Is Telemedicine a Viable Alternative to Ambulance Ride and ER Visit?
New data suggests that telemedicine for older adults in independent and assisted living facilities decreases emergency room use and is a big hit among patients and families.
The results of a URMC study that began in 2010 were recently presented at the American Geriatrics Society annual meeting by Manish Shah, M.D., M.P.H., associate chair for research in the Department of Emergency Medicine.
The study was designed to find out if telemedicine could reduce emergency room visits without compromising quality of care. Approximately 1,500 older people participated, and the study evaluated more than 500 telemedicine encounters. Results showed that telemedicine eliminated nearly one in five ER visits. Also, 90 percent of the cases required no additional care by a primary care physician; and in 97 percent of the cases doctors, physician’s assistants, or nurse practitioners were able to make a definitive diagnosis and treatment recommendation.
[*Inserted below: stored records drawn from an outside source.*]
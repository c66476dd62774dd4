//! Skill taxonomy: the closed reference set every stage validates against.
//!
//! Built once at startup and shared read-only behind an `Arc`. Stages receive it
//! by reference so tests can run the pipeline over alternate taxonomies.

use std::collections::{HashMap, HashSet};

use serde::{Deserialize, Serialize};
use thiserror::Error;

/// Skills at or above this weight are "high importance" and eligible as gap suggestions.
pub const HIGH_WEIGHT_THRESHOLD: u32 = 4;

#[derive(Debug, Clone, PartialEq, Eq, Serialize, Deserialize)]
pub struct SkillDefinition {
    pub name: String,
    pub category: String,
    pub keywords: Vec<String>,
    pub weight: u32,
}

impl SkillDefinition {
    pub fn is_high_weight(&self) -> bool {
        self.weight >= HIGH_WEIGHT_THRESHOLD
    }

    /// Returns true if `term` is one of this skill's keywords, ignoring case.
    pub fn has_keyword(&self, term: &str) -> bool {
        let term = term.trim();
        self.keywords.iter().any(|k| k.eq_ignore_ascii_case(term))
    }
}

#[derive(Debug, Error, PartialEq, Eq)]
pub enum TaxonomyError {
    #[error("skill name cannot be blank")]
    BlankName,

    #[error("duplicate skill name '{0}' (names are case-insensitive)")]
    DuplicateName(String),

    #[error("skill '{0}' has no category")]
    BlankCategory(String),

    #[error("skill '{0}' has no keywords")]
    EmptyKeywords(String),

    #[error("skill '{0}' must have a positive weight")]
    ZeroWeight(String),
}

/// Immutable skill taxonomy with precomputed lookups.
#[derive(Debug, Clone)]
pub struct Taxonomy {
    skills: Vec<SkillDefinition>,
    categories: Vec<String>,
    by_name: HashMap<String, usize>,
}

impl Taxonomy {
    /// Validates and indexes a set of skill definitions.
    pub fn new(skills: Vec<SkillDefinition>) -> Result<Self, TaxonomyError> {
        let mut seen = HashSet::new();
        for skill in &skills {
            if skill.name.trim().is_empty() {
                return Err(TaxonomyError::BlankName);
            }
            if !seen.insert(skill.name.trim().to_lowercase()) {
                return Err(TaxonomyError::DuplicateName(skill.name.clone()));
            }
            if skill.category.trim().is_empty() {
                return Err(TaxonomyError::BlankCategory(skill.name.clone()));
            }
            if skill.keywords.iter().all(|k| k.trim().is_empty()) {
                return Err(TaxonomyError::EmptyKeywords(skill.name.clone()));
            }
            if skill.weight == 0 {
                return Err(TaxonomyError::ZeroWeight(skill.name.clone()));
            }
        }
        Ok(Self::index(skills))
    }

    /// The built-in engineering taxonomy used by the service, validated like any other.
    pub fn standard() -> Result<Self, TaxonomyError> {
        let skills = STANDARD_SKILLS
            .iter()
            .map(|(name, category, keywords, weight)| SkillDefinition {
                name: name.to_string(),
                category: category.to_string(),
                keywords: keywords.iter().map(|k| k.to_string()).collect(),
                weight: *weight,
            })
            .collect();
        Self::new(skills)
    }

    fn index(skills: Vec<SkillDefinition>) -> Self {
        let mut categories: Vec<String> = Vec::new();
        let mut by_name = HashMap::with_capacity(skills.len());

        for (idx, skill) in skills.iter().enumerate() {
            if !categories.contains(&skill.category) {
                categories.push(skill.category.clone());
            }
            by_name.insert(skill.name.trim().to_lowercase(), idx);
        }

        Self {
            skills,
            categories,
            by_name,
        }
    }

    pub fn skills(&self) -> &[SkillDefinition] {
        &self.skills
    }

    /// Distinct categories in order of first appearance.
    pub fn categories(&self) -> &[String] {
        &self.categories
    }

    /// Case-insensitive lookup by skill name.
    pub fn get(&self, name: &str) -> Option<&SkillDefinition> {
        self.by_name
            .get(&name.trim().to_lowercase())
            .map(|&idx| &self.skills[idx])
    }

    pub fn high_weight(&self) -> impl Iterator<Item = &SkillDefinition> {
        self.skills.iter().filter(|s| s.is_high_weight())
    }

    pub fn total_weight(&self) -> u32 {
        self.skills.iter().map(|s| s.weight).sum()
    }

    pub fn category_weight(&self, category: &str) -> u32 {
        self.skills
            .iter()
            .filter(|s| s.category == category)
            .map(|s| s.weight)
            .sum()
    }
}

const STANDARD_SKILLS: &[(&str, &str, &[&str], u32)] = &[
    (
        "API Design",
        "Backend Engineering",
        &["api", "rest", "graphql", "endpoint", "microservice"],
        5,
    ),
    (
        "Service Architecture",
        "Backend Engineering",
        &["distributed", "service", "backend", "scalable", "high availability"],
        4,
    ),
    (
        "React UI Architecture",
        "Frontend Engineering",
        &["react", "next.js", "frontend", "ui", "component"],
        4,
    ),
    (
        "Performance Optimization",
        "Frontend Engineering",
        &["performance", "web vitals", "lazy loading", "bundle", "rendering"],
        3,
    ),
    (
        "Data Pipeline",
        "Data Engineering",
        &["etl", "pipeline", "airflow", "batch", "stream"],
        5,
    ),
    (
        "Data Modeling",
        "Data Engineering",
        &["data model", "warehouse", "schema", "sql", "analytics"],
        4,
    ),
    (
        "Prompt Engineering",
        "AI / LLM",
        &["prompt", "llm", "agent", "rag", "embedding"],
        4,
    ),
    (
        "Model Evaluation",
        "AI / LLM",
        &["evaluation", "accuracy", "hallucination", "benchmark", "inference"],
        3,
    ),
    (
        "Cloud Infrastructure",
        "System / Infra",
        &["aws", "gcp", "kubernetes", "terraform", "observability"],
        4,
    ),
    (
        "Reliability Engineering",
        "System / Infra",
        &["slo", "sla", "incident", "monitoring", "resilience"],
        4,
    ),
    (
        "Experiment Design",
        "Experiment / AB Test",
        &["a/b", "experiment", "hypothesis", "metric", "statistical"],
        4,
    ),
    (
        "Growth Analytics",
        "Experiment / AB Test",
        &["conversion", "retention", "funnel", "cohort", "uplift"],
        3,
    ),
];

#[cfg(test)]
pub(crate) fn skill(name: &str, category: &str, keywords: &[&str], weight: u32) -> SkillDefinition {
    SkillDefinition {
        name: name.to_string(),
        category: category.to_string(),
        keywords: keywords.iter().map(|k| k.to_string()).collect(),
        weight,
    }
}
A rapidly growing population of older adults is prompting health care systems to seek alternative care models. Common conditions such as pneumonia and infections can be deadly if not treated early, but they often do not require an ambulance ride and emergency room evaluation, which costs an average of $1,500. However, the older adult population visits ERs nearly 20 million times a year and doctor’s offices about 95 million times.
In January New York Gov. Andrew Cuomo signed a bill that will take effect in 2016, requiring commercial and government health plans to recognize and cover telemedicine services, which uses videoconferencing technology to allow healthcare professionals to evaluate patients. It should cost much less, and a cost analysis is underway.
The pilot program was so popular among the study participants, Shah said, that 87 percent reported they would choose a residential facility based on whether it had telemedicine available as part of the package.